## [Your objective]
Go through the entries below from the first line and transcribe each one exactly, ending with the line that contains "exercise_store(&store).await;".

(Collected data)
^^^^^^^^
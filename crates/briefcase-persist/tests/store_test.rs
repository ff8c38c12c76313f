use briefcase_persist::{ConversationStore, JsonFileConversationStore, MemoryConversationStore, StoreError};
use briefcase_types::{ChatMessage, Conversation};
use std::path::PathBuf;

fn sample(title: &str) -> Conversation {
    let mut conv = Conversation::new();
    conv.set_title(title);
    conv.append(ChatMessage::user("Do I need a co-founder agreement?"));
    conv.append(ChatMessage::assistant("Yes, before you split equity."));
    conv
}

fn temp_dir() -> PathBuf {
    std::env::temp_dir().join(format!("briefcase-store-{}", uuid::Uuid::new_v4()))
}

async fn exercise_store(store: &dyn ConversationStore) {
    let mut conv = sample("Founders");
    store.save(&conv).await.unwrap();

    let loaded = store.load(&conv.id).await.unwrap().unwrap();
    assert_eq!(loaded, conv);

    conv.append(ChatMessage::user("What about vesting?"));
    store.save(&conv).await.unwrap();
    assert_eq!(store.load(&conv.id).await.unwrap().unwrap().messages().len(), 3);

    let other = sample("Trademarks");
    store.save(&other).await.unwrap();
    assert_eq!(store.list().await.unwrap().len(), 2);

    store.delete(&conv.id).await.unwrap();
    assert!(store.load(&conv.id).await.unwrap().is_none());
    assert!(matches!(
        store.delete(&conv.id).await,
        Err(StoreError::ConversationNotFound(_))
    ));
    assert_eq!(store.list().await.unwrap().len(), 1);
}

#[tokio::test]
async fn test_memory_store_contract() {
    exercise_store(&MemoryConversationStore::new()).await;
}

#[tokio::test]
async fn test_json_file_store_contract() {
    let dir = temp_dir();
    let store = JsonFileConversationStore::open(&dir).await.unwrap();
    exercise_store(&store).await;
    tokio::fs::remove_dir_all(&dir).await.unwrap();
}

#[tokio::test]
async fn test_json_file_store_survives_reopen() {
    let dir = temp_dir();
    let conv = sample("Persisted");
    {
        let store = JsonFileConversationStore::open(&dir).await.unwrap();
        store.save(&conv).await.unwrap();
    }

    let reopened = JsonFileConversationStore::open(&dir).await.unwrap();
    assert_eq!(reopened.load(&conv.id).await.unwrap().unwrap().title, "Persisted");
    tokio::fs::remove_dir_all(&dir).await.unwrap();
}

#[tokio::test]
async fn test_json_file_store_rejects_path_ids() {
    let dir = temp_dir();
    let store = JsonFileConversationStore::open(&dir).await.unwrap();

    assert!(matches!(store.load("../etc/passwd").await, Err(StoreError::InvalidId(_))));
    assert!(matches!(store.load("").await, Err(StoreError::InvalidId(_))));
    tokio::fs::remove_dir_all(&dir).await.unwrap();
}

#[tokio::test(flavor = "multi_thread", worker_threads = 4)]
async fn test_json_file_store_overlapping_saves_of_one_id() {
    let dir = temp_dir();
    let store = JsonFileConversationStore::open(&dir).await.unwrap();
    let conv = sample("Contended");

    let saves: Vec<_> = (0..16)
        .map(|i| {
            let store = store.clone();
            let mut conv = conv.clone();
            conv.set_title(format!("Revision {}", i));
            tokio::spawn(async move { store.save(&conv).await })
        })
        .collect();

    for save in saves {
        save.await.unwrap().unwrap();
    }

    let loaded = store.load(&conv.id).await.unwrap().unwrap();
    assert!(loaded.title.starts_with("Revision "));
    assert_eq!(store.list().await.unwrap().len(), 1);
    tokio::fs::remove_dir_all(&dir).await.unwrap();
}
^^^^^^^^
## [Answer space]
filename crates/briefcase-persist/tests/store_test.rs
repository ff8c38c12c76313f
use briefcase_persist::{ConversationStore, JsonFileConversationStore, MemoryConversationStore, StoreError};
use briefcase_types::{ChatMessage, Conversation};
use std::path::PathBuf;

fn sample(title: &str) -> Conversation {
    let mut conv = Conversation::new();
    conv.set_title(title);
    conv.append(ChatMessage::user("Do I need a co-founder agreement?"));
    conv.append(ChatMessage::assistant("Yes, before you split equity."));
    conv
}

fn temp_dir() -> PathBuf {
    std::env::temp_dir().join(format!("briefcase-store-{}", uuid::Uuid::new_v4()))
}

async fn exercise_store(store: &dyn ConversationStore) {
    let mut conv = sample("Founders");
    store.save(&conv).await.unwrap();

    let loaded = store.load(&conv.id).await.unwrap().unwrap();
    assert_eq!(loaded, conv);

    conv.append(ChatMessage::user("What about vesting?"));
    store.save(&conv).await.unwrap();
    assert_eq!(store.load(&conv.id).await.unwrap().unwrap().messages().len(), 3);

    let other = sample("Trademarks");
    store.save(&other).await.unwrap();
    assert_eq!(store.list().await.unwrap().len(), 2);

    store.delete(&conv.id).await.unwrap();
    assert!(store.load(&conv.id).await.unwrap().is_none());
    assert!(matches!(
        store.delete(&conv.id).await,
        Err(StoreError::ConversationNotFound(_))
    ));
    assert_eq!(store.list().await.unwrap().len(), 1);
}

#[tokio::test]
async fn test_memory_store_contract() {
    exercise_store(&MemoryConversationStore::new()).await;
}

#[tokio::test]
async fn test_json_file_store_contract() {
    let dir = temp_dir();
    let store = JsonFileConversationStore::open(&dir).await.unwrap();
    exercise_store(&store).await;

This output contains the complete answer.